PROBLEM DETAILS >>
Please retype the listing below exactly, from its opening line through the line where "pub struct AccessConditions([Access; 4]);" appears.

= Beginning of Section =

// Copyright (c) 2022-2023 The MobileCoin Foundation

//! Sector trailer access conditions
//!
//! Trailer bytes 6..9 hold the C1 / C2 / C3 bits for each of the four
//! block groups of a sector, along with their inverse:
//!
//! ```text
//! byte 6: !C2[3..0] !C1[3..0]
//! byte 7:  C1[3..0] !C3[3..0]
//! byte 8:  C3[3..0]  C2[3..0]
//! ```

use bitflags::bitflags;
use strum::Display;

use mct_core::{engine::WriteAccess, KeyType};

bitflags! {
    /// Access condition bits for one block group
    pub struct Access: u8 {
        const C1 = 0b100;
        const C2 = 0b010;
        const C3 = 0b001;
    }
}

/// Keys permitted to perform an operation
#[derive(Copy, Clone, PartialEq, Eq, Debug, Display)]
pub enum Permission {
    Never,
    KeyA,
    KeyB,
    Both,
}

impl Permission {
    /// Check whether `key_type` grants this permission
    pub const fn allows(self, key_type: KeyType) -> bool {
        matches!(
            (self, key_type),
            (Self::Both, _) | (Self::KeyA, KeyType::A) | (Self::KeyB, KeyType::B)
        )
    }

    /// Drop Key B, used where Key B is readable and thus unusable
    const fn without_b(self) -> Self {
        match self {
            Self::KeyB => Self::Never,
            Self::Both => Self::KeyA,
            p => p,
        }
    }
}

/// Decoded access conditions for a sector
#[derive(Copy, Clone, PartialEq, Eq, Debug)]
pub struct AccessConditions([Access; 4]);

/// Index of the trailer group
const TRAILER: usize = 3;

impl AccessConditions {
    /// Factory configuration (`FF0780`), data blocks writable with either
    /// key, trailer writable with Key A
    pub const TRANSPORT: Self = Self([
        Access::empty(),
        Access::empty(),
        Access::empty(),
        Access::C3,
    ]);

    pub const fn new(groups: [Access; 4]) -> Self {
        Self(groups)
    }

    /// Decode access bytes (trailer bytes 6..9), `None` where the inverted
    /// copies do not match
    pub fn decode(b: &[u8]) -> Option<Self> {
        let (b6, b7, b8) = (*b.first()?, *b.get(1)?, *b.get(2)?);

        let (c1, c2, c3) = (b7 >> 4, b8 & 0x0f, b8 >> 4);
        if c1 != !b6 & 0x0f || c2 != (!b6 >> 4) & 0x0f || c3 != !b7 & 0x0f {
            return None;
        }

        let mut groups = [Access::empty(); 4];
        for (i, g) in groups.iter_mut().enumerate() {
            let bits = ((c1 >> i) & 1) << 2 | ((c2 >> i) & 1) << 1 | ((c3 >> i) & 1);
            *g = Access::from_bits_truncate(bits);
        }

        Some(Self(groups))
    }

    /// Encode to access bytes
    pub fn encode(&self) -> [u8; 3] {
        let (mut c1, mut c2, mut c3) = (0u8, 0u8, 0u8);
        for (i, g) in self.0.iter().enumerate() {
            c1 |= (g.contains(Access::C1) as u8) << i;
            c2 |= (g.contains(Access::C2) as u8) << i;
            c3 |= (g.contains(Access::C3) as u8) << i;
        }

        [
            (!c2 & 0x0f) << 4 | (!c1 & 0x0f),
            c1 << 4 | (!c3 & 0x0f),
            c3 << 4 | c2,
        ]
    }

    /// Access bits for a block group (0..=2 data, 3 trailer)
    pub fn group(&self, group: usize) -> Access {
        self.0[group]
    }

    /// Key B can be read from the trailer, and cannot be used
    /// for authentication
    pub fn key_b_readable(&self) -> bool {
        let t = self.0[TRAILER].bits();
        matches!(t, 0b000 | 0b010 | 0b001)
    }

    /// Write permission for a data block group
    pub fn data_write(&self, group: usize) -> Permission {
        let p = match self.0[group].bits() {
            0b000 => Permission::Both,
            0b100 | 0b110 | 0b011 => Permission::KeyB,
            _ => Permission::Never,
        };

        match self.key_b_readable() {
            true => p.without_b(),
            false => p,
        }
    }

    /// Write permissions for the trailer, `(keys, access bits)`
    pub fn trailer_write(&self) -> (Permission, Permission) {
        match self.0[TRAILER].bits() {
            0b000 => (Permission::KeyA, Permission::Never),
            0b001 => (Permission::KeyA, Permission::KeyA),
            0b100 => (Permission::KeyB, Permission::Never),
            0b011 => (Permission::KeyB, Permission::KeyB),
            0b101 => (Permission::Never, Permission::KeyB),
            _ => (Permission::Never, Permission::Never),
        }
    }

    /// Classify writes to a data block group
    pub fn classify_data(&self, group: usize) -> WriteAccess {
        match self.data_write(group) {
            Permission::Never => WriteAccess::Never,
            Permission::KeyA => WriteAccess::KeyA,
            Permission::KeyB => WriteAccess::KeyB,
            Permission::Both => WriteAccess::KeyAOrB,
        }
    }

    /// Classify writes to the sector trailer
    pub fn classify_trailer(&self) -> WriteAccess {
        match self.trailer_write() {
            (Permission::KeyA, _) => WriteAccess::TrailerKeyA,
            (Permission::KeyB, Permission::KeyB) => WriteAccess::TrailerKeyB,
            (Permission::KeyB, _) | (_, Permission::KeyB) => WriteAccess::TrailerKeyBPartial,
            _ => WriteAccess::Never,
        }
    }
}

= End of Section =

EXERCISE RESULT >>
// Copyright (c) 2022-2023 The MobileCoin Foundation

//! Sector trailer access conditions
//!
//! Trailer bytes 6..9 hold the C1 / C2 / C3 bits for each of the four
//! block groups of a sector, along with their inverse:
//!
//! ```text
//! byte 6: !C2[3..0] !C1[3..0]
//! byte 7:  C1[3..0] !C3[3..0]
//! byte 8:  C3[3..0]  C2[3..0]
//! ```

use bitflags::bitflags;
use strum::Display;

use mct_core::{engine::WriteAccess, KeyType};

bitflags! {
    /// Access condition bits for one block group
    pub struct Access: u8 {
        const C1 = 0b100;
        const C2 = 0b010;
        const C3 = 0b001;
    }
}

/// Keys permitted to perform an operation
#[derive(Copy, Clone, PartialEq, Eq, Debug, Display)]
pub enum Permission {
    Never,
    KeyA,
    KeyB,
    Both,
}

impl Permission {
    /// Check whether `key_type` grants this permission
    pub const fn allows(self, key_type: KeyType) -> bool {
        matches!(
            (self, key_type),
            (Self::Both, _) | (Self::KeyA, KeyType::A) | (Self::KeyB, KeyType::B)
        )
    }

    /// Drop Key B, used where Key B is readable and thus unusable
    const fn without_b(self) -> Self {
        match self {
            Self::KeyB => Self::Never,
            Self::Both => Self::KeyA,
            p => p,
        }
    }
}

/// Decoded access conditions for a sector
#[derive(Copy, Clone, PartialEq, Eq, Debug)]
pub struct AccessConditions([Access; 4]);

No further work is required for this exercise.